La fede cristiana e le rispettive tradizioni intendono la cura della creazione come parte della visione cristiana del mondo, come parte della nostra fede. Questo è stato messo in evidenza in tutte e tre le assemblee ecumeniche europee di Basilea, Graz e Sibiu. La Rete Ambientale Cristiana Europea (Ecen) prosegue il suo lavoro nello spirito di queste raccomandazioni.

Nel 1989 il Patriarca ecumenico Demetrio ci ha invitato a celebrare il Tempo per il Creato. Questa iniziativa è basata sulla saggezza e sull'esperienza cristiana accumulate in tutta la storia del cristianesimo. Nell'anno in cui celebriamo il 500° anniversario della Riforma, ricordiamo Martin Lutero e il suo approccio alla creazione, come espresso da lui stesso: "Dio è presente in tutte le creature, anche nei fiori più piccoli" e anche "gli animali sono impronte di Dio."

Questa visione è stata coltivata sin dalle prime fasi della Chiesa cristiana. Molti Padri della Chiesa hanno sottolineato in particolare il legame intrinseco tra creazione e umanità. Massimo il Confessore, per citarne solo uno, così evidenziava questo aspetto: "La persona umana unisce la natura creata con il non creato attraverso l'amore".

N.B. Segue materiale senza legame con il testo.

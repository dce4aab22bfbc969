//! # Game Object Replication Channels (GORC)
//!
//! An advanced replication system for managing complex multiplayer game state distribution.
//! GORC provides fine-grained control over what information reaches which players and at
//! what frequency through a multi-channel architecture with instance-based zone management.
//!
//! ## Core Concepts
//!
//! ### Object Instances
//! Each game object is registered as a unique instance with its own replication zones.
//! Objects implement the `GorcObject` trait to define their replication behavior.
//!
//! ### Zone-Based Replication
//! Each object instance has multiple concentric zones corresponding to different channels:
//! - **Channel 0 (Critical)**: Immediate vicinity, 30-60Hz updates
//! - **Channel 1 (Detailed)**: Close interaction range, 15-30Hz updates  
//! - **Channel 2 (Cosmetic)**: Visual range, 5-15Hz updates
//! - **Channel 3 (Metadata)**: Strategic information, 1-5Hz updates
//!
//! ### Dynamic Subscriptions
//! Players are automatically subscribed/unsubscribed from object zones as they move,
//! ensuring optimal bandwidth usage and relevant information delivery.
//!
//! ## Architecture Overview
//!
//! ```text
//! ┌─────────────────────────────────────────────────────────────┐
//! │                         GORC System                         │
//! │  ┌─────────────────┐  ┌──────────────────┐  ┌─────────────┐ │
//! │  │ Instance Manager│  │   Zone Manager   │  │   Network   │ │
//! │  │   - Objects     │  │   - Proximity    │  │  - Batching │ │
//! │  │   - Registry    │  │   - Hysteresis   │  │  - Priority │ │
//! │  │   - Lifecycle   │  │   - Subscriptions│  │  - Delivery │ │
//! │  └─────────────────┘  └──────────────────┘  └─────────────┘ │
//! └─────────────────────────────────────────────────────────────┘
//! ```
//!
//! ## Performance Characteristics
//!
//! - **Sub-millisecond event routing** for critical channels
//! - **Efficient spatial partitioning** with O(log n) proximity queries
//! - **Adaptive frequency scaling** based on network conditions
//! - **Intelligent subscription management** with hysteresis for stability
//! - **Comprehensive statistics** for monitoring and optimization

// Module declarations
pub mod channels;
pub mod instance;
pub mod zones;
pub mod network;
pub mod subscription;
pub mod multicast;
pub mod spatial;
pub mod virtualization;
pub mod config;
pub mod system;

// Utility modules
pub mod defaults;
pub mod utils;
pub mod examples;
pub mod migration_guide;

// Test modules
#[cfg(test)]
pub mod tests;

// Re-export core types for use elsewhere in the core and for use in plugins
pub use channels::{
    ReplicationChannel, ReplicationLayer, ReplicationLayers, ReplicationPriority, 
    CompressionType, GorcManager, MineralType, Replication, GorcObjectRegistry,
    GorcConfig, GorcStats, PerformanceReport, GorcError
};

pub use instance::{
    GorcObject, GorcObjectId, ObjectInstance, GorcInstanceManager, 
    InstanceManagerStats, ObjectStats
};

pub use zones::{
    ObjectZone, ZoneManager, ZoneAnalysis, ZoneConfig, ZoneStats,
    AdvancedZoneManager, ZonePerformanceMetrics
};

pub use network::{
    NetworkReplicationEngine, ReplicationCoordinator, NetworkConfig, NetworkStats,
    ReplicationUpdate, ReplicationBatch, ReplicationStats, NetworkError,
    UpdateScheduler, SchedulerStats
};

pub use subscription::{
    SubscriptionManager, SubscriptionType, ProximitySubscription,
    RelationshipSubscription, InterestSubscription, SubscriptionStats,
    InterestLevel, ActivityPattern
};

pub use multicast::{
    MulticastManager, MulticastGroup, LodRoom, LodLevel, MulticastGroupId,
    GroupBounds, MulticastStats, MulticastError
};

pub use spatial::{
    SpatialPartition, SpatialQuery, RegionRTree, QueryResult, QueryFilters,
    SpatialStats, GlobalSpatialStats, SpatialIndexStats, NodeStats, SpatialObject
};

pub use virtualization::{
    VirtualizationManager, VirtualizationConfig, VirtualZone, VirtualZoneId,
    VirtualizationStats, VirtualizationRecommendations, ZoneMergeRequest, ZoneSplitRequest
};

pub use config::{
    GorcServerConfig, GorcConfigBuilder, GorcGeneralConfig, SpatialConfig,
    NetworkConfig as GorcNetworkConfig, MonitoringConfig, ConfigValidationError
};

pub use system::{
    CompleteGorcSystem, GorcPerformanceReport, GORC_VERSION, MAX_CHANNELS
};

Vorremmo ancora oggi sottolineare che l'ecologia ambientale non è separata dall'ecologia umana. La cura cristiana della creazione è sempre legata alla cura di ognuno di noi come esseri umani, creati a immagine e somiglianza di Dio.

Questo è stato recentemente messo in luce da Papa Francesco, che nella lettera enciclica Laudato si’ ha scritto: “Quando parliamo di ambiente facciamo riferimento anche a una particolare relazione: quella tra la natura e la società che la abita. Questo ci impedisce di considerare la natura come qualcosa di separato da noi o come una mera cornice della nostra vita” .

In questo spirito, come abbiamo fatto negli anni precedenti, invitiamo calorosamente tutti i cristiani europei, le Chiese membro della Kek e le conferenze episcopali del Ccee, le parrocchie, le comunità ecclesiali e ogni persona di buona volontà ad unirsi a noi nel Tempo per il Creato.

Celebreremo insieme il Tempo per il Creato, nel contesto delle vostre tradizioni liturgiche e per sostenere la fede cristiana comune nel Dio Creatore. Vi esortiamo, nei vostri rispettivi ambienti, ad offrire preghiere per il dono della Creazione».

La Conferenza delle chiese europee (Kek) è una comunione di 114 chiese ortodosse, protestanti, anglicane e vetero-cattoliche di tutti i paesi europei, e di 40 consigli nazionali delle chiese e organizzazioni associate. Fondata nel 1959 ha uffici a Bruxelles e Strasburgo.

Il Consiglio delle conferenze episcopali include le attuali 33 conferenze episcopali europee.